=== DATA UNDER STUDY ===

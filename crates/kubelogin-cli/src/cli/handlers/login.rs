//! `kubelogin`: log in and write the tokens into the kubeconfig

use crate::cli::commands::{KubectlOptions, LoginOptions};
use crate::config::CliConfig;
use crate::output::{compress_path, print_info, print_success};
use color_eyre::eyre::{Result, WrapErr};
use kubelogin_sdk::auth::{Kubeconfig, TlsOptions};
use tracing::{debug, info};

use super::{
    build_flow, build_login_request, cancel_on_interrupt, load_certificate_authority,
    ProviderParams,
};

/// Handle login command
pub async fn handle_login(
    kubectl: KubectlOptions,
    login: LoginOptions,
    config: &CliConfig,
) -> Result<()> {
    let path = Kubeconfig::resolve_path(kubectl.kubeconfig.as_deref())?;
    let mut kubeconfig = Kubeconfig::load(&path)?;
    let auth_provider = kubeconfig
        .find_auth_provider(kubectl.context.as_deref(), kubectl.user.as_deref())
        .wrap_err("Failed to find the oidc auth-provider in the kubeconfig")?;
    info!(
        "Using user {} of kubeconfig {}",
        auth_provider.user_name,
        path.display()
    );

    let ca_path = kubectl
        .certificate_authority
        .as_deref()
        .or(auth_provider.certificate_authority.as_deref());
    let tls = TlsOptions {
        certificate_authority: load_certificate_authority(
            ca_path,
            auth_provider.certificate_authority_data.clone(),
        )?,
        skip_verify: kubectl.insecure_skip_tls_verify,
    };
    let provider = ProviderParams {
        issuer_url: auth_provider.issuer_url.clone(),
        client_id: auth_provider.client_id.clone(),
        client_secret: auth_provider.client_secret.clone(),
        extra_scopes: auth_provider.extra_scopes.clone(),
    };
    let mut request = build_login_request(provider, login, tls, config)?;
    request.seed_tokens = auth_provider.stored_tokens();

    let flow = build_flow(&request, config, None)?;
    let tokens = flow
        .authenticate(&request, &cancel_on_interrupt())
        .await
        .wrap_err("Failed to log in")?;

    if auth_provider.id_token.as_deref() == Some(tokens.id_token.as_str()) {
        debug!("Token in the kubeconfig is still valid");
        print_info(&format!(
            "You already have a valid token until {}",
            tokens.expires_at.to_rfc3339()
        ));
        return Ok(());
    }

    kubeconfig.update_tokens(&auth_provider.user_name, &tokens)?;
    kubeconfig
        .save()
        .wrap_err("Failed to update the kubeconfig")?;
    print_success(&format!("Updated {}", compress_path(&path)));
    Ok(())
}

===

All the records, from start to finish, are to be repeated exactly.

filename crates/kubelogin-cli/src/cli/handlers/login.rs
//! `kubelogin`: log in and write the tokens into the kubeconfig

use crate::cli::commands::{KubectlOptions, LoginOptions};
use crate::config::CliConfig;
use crate::output::{compress_path, print_info, print_success};
use color_eyre::eyre::{Result, WrapErr};
use kubelogin_sdk::auth::{Kubeconfig, TlsOptions};
use tracing::{debug, info};

use super::{
    build_flow, build_login_request, cancel_on_interrupt, load_certificate_authority,
    ProviderParams,
};

/// Handle login command
pub async fn handle_login(
    kubectl: KubectlOptions,
    login: LoginOptions,
    config: &CliConfig,
) -> Result<()> {
    let path = Kubeconfig::resolve_path(kubectl.kubeconfig.as_deref())?;
    let mut kubeconfig = Kubeconfig::load(&path)?;
    let auth_provider = kubeconfig
        .find_auth_provider(kubectl.context.as_deref(), kubectl.user.as_deref())
        .wrap_err("Failed to find the oidc auth-provider in the kubeconfig")?;
    info!(
        "Using user {} of kubeconfig {}",
        auth_provider.user_name,
        path.display()
    );

    let ca_path = kubectl
        .certificate_authority
        .as_deref()
        .or(auth_provider.certificate_authority.as_deref());
    let tls = TlsOptions {
        certificate_authority: load_certificate_authority(
            ca_path,
            auth_provider.certificate_authority_data.clone(),
        )?,
        skip_verify: kubectl.insecure_skip_tls_verify,
    };
    let provider = ProviderParams {
        issuer_url: auth_provider.issuer_url.clone(),
        client_id: auth_provider.client_id.clone(),
        client_secret: auth_provider.client_secret.clone(),
        extra_scopes: auth_provider.extra_scopes.clone(),
    };
    let mut request = build_login_request(provider, login, tls, config)?;
    request.seed_tokens = auth_provider.stored_tokens();

    let flow = build_flow(&request, config, None)?;
    let tokens = flow
        .authenticate(&request, &cancel_on_interrupt())
        .await
        .wrap_err("Failed to log in")?;

    if auth_provider.id_token.as_deref() == Some(tokens.id_token.as_str()) {
        debug!("Token in the kubeconfig is still valid");
        print_info(&format!(
            "You already have a valid token until {}",
            tokens.expires_at.to_rfc3339()
        ));
        return Ok(());
    }

    kubeconfig.update_tokens(&auth_provider.user_name, &tokens)?;
    kubeconfig
        .save()
        .wrap_err("Failed to update the kubeconfig")?;
    print_success(&format!("Updated {}", compress_path(&path)));
    Ok(())
}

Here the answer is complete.